Print each entry word for word.

§ **Recorded information**:
%%
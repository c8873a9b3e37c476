// ==========================================
// 铁路大亨 - 线路升级事务
// ==========================================
// 职责: 报价之后的显式"应用升级"事务
// 顺序: 报价 → 策略校验 → 余额校验 → 扣款 → 修改线路等级
// 红线: 任一校验失败时不修改线路, 不动账本
// ==========================================

use crate::domain::line::LineId;
use crate::domain::network::NetworkGraph;
use crate::domain::types::LineCategory;
use crate::engine::upgrade_cost::UpgradeCostModel;
use serde::{Deserialize, Serialize};
use thiserror::Error;
use tracing::{info, instrument, warn};
use uuid::Uuid;

// ==========================================
// 账本接口（外部协作方提供）
// ==========================================
pub trait Ledger {
    /// 当前余额
    fn balance(&self) -> i64;

    /// 记一笔支出（负数即退款）
    fn record_expense(&mut self, amount: i64, memo: &str);
}

/// 升级事务错误
#[derive(Error, Debug, Clone, PartialEq, Eq)]
pub enum UpgradeError {
    #[error("线路不存在: line_id={0}")]
    LineNotFound(LineId),

    #[error("余额不足: 需要 {required}, 可用 {available}")]
    InsufficientFunds { required: i64, available: i64 },

    #[error("不允许降级: {from} → {to}")]
    DowngradeRejected { from: LineCategory, to: LineCategory },
}

/// 升级回执
#[derive(Debug, Clone, PartialEq, Eq, Serialize, Deserialize)]
pub struct UpgradeReceipt {
    pub transaction_id: String,
    pub line_id: LineId,
    pub old_category: LineCategory,
    pub new_category: LineCategory,
    pub length: usize,
    pub cost: i64,
}

// ==========================================
// LineUpgradeService - 线路升级服务
// ==========================================
#[derive(Debug, Clone, Copy)]
pub struct LineUpgradeService {
    cost_model: UpgradeCostModel,
    allow_downgrade: bool,
}

impl Default for LineUpgradeService {
    fn default() -> Self {
        Self::new(true)
    }
}

impl LineUpgradeService {
    pub fn new(allow_downgrade: bool) -> Self {
        Self {
            cost_model: UpgradeCostModel::new(),
            allow_downgrade,
        }
    }

    /// 仅报价, 不产生任何副作用
    pub fn quote(
        &self,
        graph: &NetworkGraph,
        line_id: LineId,
        new_category: LineCategory,
    ) -> Result<i64, UpgradeError> {
        let line = graph
            .line(line_id)
            .ok_or(UpgradeError::LineNotFound(line_id))?;
        Ok(self.cost_model.quote(line, new_category))
    }

    /// 应用升级（扣款 + 修改线路等级）
    #[instrument(skip(self, graph, ledger))]
    pub fn apply_upgrade(
        &self,
        graph: &mut NetworkGraph,
        line_id: LineId,
        new_category: LineCategory,
        ledger: &mut dyn Ledger,
    ) -> Result<UpgradeReceipt, UpgradeError> {
        let line = graph
            .line_mut(line_id)
            .ok_or(UpgradeError::LineNotFound(line_id))?;

        let old_category = line.category;
        let cost = self.cost_model.quote(line, new_category);

        // 1. 策略校验: 单价下降视为降级
        if !self.allow_downgrade && new_category.unit_cost() < old_category.unit_cost() {
            warn!(line_id, from = %old_category, to = %new_category, "降级被拒绝");
            return Err(UpgradeError::DowngradeRejected {
                from: old_category,
                to: new_category,
            });
        }

        // 2. 余额校验（退款无需校验）
        let available = ledger.balance();
        if cost > available && cost > 0 {
            warn!(line_id, cost, available, "余额不足");
            return Err(UpgradeError::InsufficientFunds {
                required: cost,
                available,
            });
        }

        // 3. 扣款, 4. 修改等级
        let memo = format!("line {} upgrade {} -> {}", line_id, old_category, new_category);
        ledger.record_expense(cost, &memo);
        line.category = new_category;

        let receipt = UpgradeReceipt {
            transaction_id: Uuid::new_v4().to_string(),
            line_id,
            old_category,
            new_category,
            length: line.length(),
            cost,
        };
        info!(
            transaction_id = %receipt.transaction_id,
            line_id,
            cost,
            "线路升级完成"
        );
        Ok(receipt)
    }
}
%%
§ **Response box**:
repository c8873a9b3e37c476
// ==========================================
// 铁路大亨 - 线路升级事务
// ==========================================
// 职责: 报价之后的显式"应用升级"事务
// 顺序: 报价 → 策略校验 → 余额校验 → 扣款 → 修改线路等级
// 红线: 任一校验失败时不修改线路, 不动账本
// ==========================================

use crate::domain::line::LineId;
use crate::domain::network::NetworkGraph;
use crate::domain::types::LineCategory;
use crate::engine::upgrade_cost::UpgradeCostModel;
use serde::{Deserialize, Serialize};
use thiserror::Error;
use tracing::{info, instrument, warn};
use uuid::Uuid;

// ==========================================
// 账本接口（外部协作方提供）
// ==========================================
pub trait Ledger {
    /// 当前余额
    fn balance(&self) -> i64;

    /// 记一笔支出（负数即退款）
    fn record_expense(&mut self, amount: i64, memo: &str);
}

/// 升级事务错误
#[derive(Error, Debug, Clone, PartialEq, Eq)]
pub enum UpgradeError {
    #[error("线路不存在: line_id={0}")]
    LineNotFound(LineId),

    #[error("余额不足: 需要 {required}, 可用 {available}")]
    InsufficientFunds { required: i64, available: i64 },

    #[error("不允许降级: {from} → {to}")]
    DowngradeRejected { from: LineCategory, to: LineCategory },
}

/// 升级回执
#[derive(Debug, Clone, PartialEq, Eq, Serialize, Deserialize)]
pub struct UpgradeReceipt {
    pub transaction_id: String,
    pub line_id: LineId,
    pub old_category: LineCategory,
    pub new_category: LineCategory,
    pub length: usize,
    pub cost: i64,
}

// ==========================================
// LineUpgradeService - 线路升级服务
// ==========================================
#[derive(Debug, Clone, Copy)]
pub struct LineUpgradeService {
    cost_model: UpgradeCostModel,
    allow_downgrade: bool,
}

impl Default for LineUpgradeService {
    fn default() -> Self {
        Self::new(true)
    }
}

impl LineUpgradeService {
    pub fn new(allow_downgrade: bool) -> Self {
        Self {
            cost_model: UpgradeCostModel::new(),
            allow_downgrade,
        }
    }

    /// 仅报价, 不产生任何副作用
    pub fn quote(
        &self,
        graph: &NetworkGraph,
        line_id: LineId,
        new_category: LineCategory,
    ) -> Result<i64, UpgradeError> {
        let line = graph
            .line(line_id)
            .ok_or(UpgradeError::LineNotFound(line_id))?;
        Ok(self.cost_model.quote(line, new_category))
    }

    /// 应用升级（扣款 + 修改线路等级）
    #[instrument(skip(self, graph, ledger))]
    pub fn apply_upgrade(
        &self,
        graph: &mut NetworkGraph,
        line_id: LineId,
        new_category: LineCategory,
        ledger: &mut dyn Ledger,
    ) -> Result<UpgradeReceipt, UpgradeError> {
        let line = graph
            .line_mut(line_id)
            .ok_or(UpgradeError::LineNotFound(line_id))?;

        let old_category = line.category;
        let cost = self.cost_model.quote(line, new_category);

        // 1. 策略校验: 单价下降视为降级
        if !self.allow_downgrade && new_category.unit_cost() < old_category.unit_cost() {
            warn!(line_id, from = %old_category, to = %new_category, "降级被拒绝");
            return Err(UpgradeError::DowngradeRejected {
                from: old_category,
                to: new_category,
            });
        }

        // 2. 余额校验（退款无需校验）
        let available = ledger.balance();
        if cost > available && cost > 0 {
            warn!(line_id, cost, available, "余额不足");
            return Err(UpgradeError::InsufficientFunds {
                required: cost,
                available,
            });
        }

        // 3. 扣款, 4. 修改等级
        let memo = format!("line {} upgrade {} -> {}", line_id, old_category, new_category);
        ledger.record_expense(cost, &memo);
        line.category = new_category;

        let receipt = UpgradeReceipt {
            transaction_id: Uuid::new_v4().to_string(),
            line_id,
            old_category,
            new_category,
            length: line.length(),
            cost,
        };
        info!(
            transaction_id = %receipt.transaction_id,
            line_id,
            cost,
            "线路升级完成"
        );
        Ok(receipt)
    }
}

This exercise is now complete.